Even mentors, such as Jonathan Wilson, have their concerns. Mentoring, he says, is an old concept repackaged as new - and consequently can go horribly wrong. Too rigorously enforced and it becomes mechanistic and tedious. Too lax, and the mentor and protege fail to make the effort or reap the rewards. There must be a rapport in which both mentor and protege can bounce off each other, he concludes.

In fact, all too many companies make the mistake of mismatching. David Clutterbuck, who runs a mentoring training organisation, remembers one colleague who, as a junior employee, was inappropriately paired with a senior director: "The director would call him into the office, talk at him for half an hour, then end up saying, `Well I hope you found that useful.' Quite hopeless." But he is quick to point out that, when it's right, "A scheme of mentoring helps to keep graduates on the cliff when large numbers are dropping off. Research shows it's a key attraction for graduates. It alone won't bring them in, but it could swing the balance."

At worst, mentoring can become a short cut to networking, pulling strings, and exploiting the "old boy" network. "But that isn't true mentoring," declares Jonathan Wilson. "You have to be tough, and resist the temptation to intervene, even when, with one call, you could solve a situation."

Most mentors admit to a difference of approach between male and female employees. Companies have fewer women mentors at senior levels - because there are fewer senior women. But in giving advice, women are acknowledged to have an upper hand and feature strongly in public-sector mentoring schemes. "Women communicate in a feminine way - here's some advice I'm offering, don't feel obliged to take it," says Jonathan Wilson. They are superior in receiving advice, adds David Clutterbuck: "Women are more prepared to listen, more introspective. Men exaggerate their abilities and are probably less likely to take advice on board." Irrespective of gender, however, studies show that mentoring relationships shouldn't exceed two years, when it may be time to mature to a more senior and challenging partner.

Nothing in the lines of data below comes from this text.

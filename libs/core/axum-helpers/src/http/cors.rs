use axum::http::{HeaderValue, Method};
use std::time::Duration;
use tower_http::cors::{AllowOrigin, CorsLayer};

/// Creates a CORS layer with common settings for API services.
///
/// # Arguments
/// * `allowed_origins` - The list of allowed origin header values
///
/// # Returns
/// A configured `CorsLayer` with:
/// - The specified allowed origins
/// - Common HTTP methods (GET, POST, PUT, DELETE, PATCH, OPTIONS)
/// - Common headers (Content-Type, Authorization, Accept)
/// - Credentials allowed
/// - 1 hour max age
pub fn create_cors_layer(allowed_origins: Vec<HeaderValue>) -> CorsLayer {
    CorsLayer::new()
        .allow_origin(AllowOrigin::list(allowed_origins))
        .allow_methods([
            Method::GET,
            Method::POST,
            Method::PUT,
            Method::DELETE,
            Method::PATCH,
            Method::OPTIONS,
        ])
        .allow_headers([
            axum::http::header::CONTENT_TYPE,
            axum::http::header::AUTHORIZATION,
            axum::http::header::ACCEPT,
        ])
        .allow_credentials(true)
        .max_age(Duration::from_secs(3600))
}

/// Creates a permissive CORS layer for development.
///
/// Allows any origin - **DO NOT USE IN PRODUCTION**.
pub fn create_permissive_cors_layer() -> CorsLayer {
    CorsLayer::permissive()
}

Whether an official scheme or a natural process, mentoring now takes place in most professional arenas - and it may not be too long before you become a mentor yourself. If you believe David Clutterbuck, it's a genetically programmed impulse to unload the wisdom of your generation to the next: "It's a very strong basic instinct - communication for racial survival," he says. The trick is knowing how to control that flow of information so that the recipient benefits. "In other words, when to shut up."